On October 18, 2002, the defendant filed a motion for summary judgment. A party is entitled to summary judgment when the pleadings and discovery show that there are no genuine issues as to any material fact, and that the moving party is entitled to judgment as a matter of law. FED.R.CIV.P. 56(c); Anderson v. Liberty Lobby, Inc., 477 U.S. 242, 248 (1986). "[S]ummary judgment . . . is mandated where the facts and the law will reasonably support only one conclusion." Hawkins v. PepsiCo, Inc., 203 F.3d 274, 279 (4th Cir. 2000) (quoting McDermott Int'l, Inc. v. Wilander, 498 U.S. 337, 356 (1991)). If the evidence is such that a reasonable jury could return a verdict in favor of the non-moving party, then there are genuine issues of material fact. See Anderson, 477 U.S. at 248. All facts and inferences shall be drawn in the light most favorable to the non-moving party. See Food Lion, Inc. v. S.L. Nusbaum Ins. Agency, Inc., 202 F.3d 223, 227 (4th Cir. 2000). Guided by these principles, the Magistrate Judge recommended, inter alia, that this court deny the defendant's motion for summary judgment in every respect.

IV.

The defendant has articulated seventeen objections to the Magistrate Judge's Report and Recommendation. The objections fall into five general categories. The court will examine each category in turn.

A. The Parbst Affidavit:

In support of its argument that it warned Battlefield Farms of the danger of the shade cloth, the defendant, in its motion for summary judgment, contended that each roll of shade cloth contained a "roll insert," which warned against installing the shade cloth near sources of fire, and which also mentioned the Revolux product as a fire retardant alternative. The Magistrate Judge noted that "the only evidence in the record revealing that the `roll insert' was or likely was included in the shipments to Battlefield Farms" was the affidavit of Jeffrey Scott Abernathy. Report and Recommendation, page 5, note 3.

Florists, however, moved to strike the Abernathy affidavit. Because the defendant never identified Abernathy as a witness, either in Rule 26(a)(1) disclosures, in responses to interrogatories, or in the witness lists exchanged by the parties under the pretrial scheduling order, the Magistrate Judge sustained the plaintiff's motion to strike. The Magistrate based his conclusion, in part, on the idea that if the Abernathy affidavit is not considered, then "[t]here is no evidence that Defendant provided any warnings to Battlefield Farms." Report and Recommendation, page 14. Consequently, the Magistrate Judge concluded that there was insufficient evidence of adequate warnings given to Battlefield Farms about the dangerousness of the shade cloth.

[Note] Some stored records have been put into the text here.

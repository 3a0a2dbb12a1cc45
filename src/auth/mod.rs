//! # Auth Module
//!
//! HTTP surface of the authentication core:
//! - Local register / login and cookie-based sessions
//! - OAuth login and provider linking (PKCE authorization-code flow)
//! - AuthedUser extractor for protected routes

pub mod cookies;
pub mod extractors;
pub mod handlers;
pub mod models;
pub mod routes;

#[cfg(test)]
mod tests;

pub use extractors::AuthedUser;
pub use routes::auth_routes;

Svensson did not object to the Magistrate's decision to sustain the plaintiff's motion to strike the Abernathy affidavit. Instead, according to the defendant, the Magistrate Judge overlooked the Kurt Parbst affidavit, which constituted a "fundamental error with respect to the evidence" and "tainted much of the Magistrate Judge's analysis." Defendant's Objections, page 2. The question then becomes whether the Parbst affidavit constitutes sufficient evidence that the roll insert was or likely was included in the shipments to Battlefield Farms.

Kurt Parbst is employed by Ludvig Svensson, Inc. as a Sales and Technical Manager.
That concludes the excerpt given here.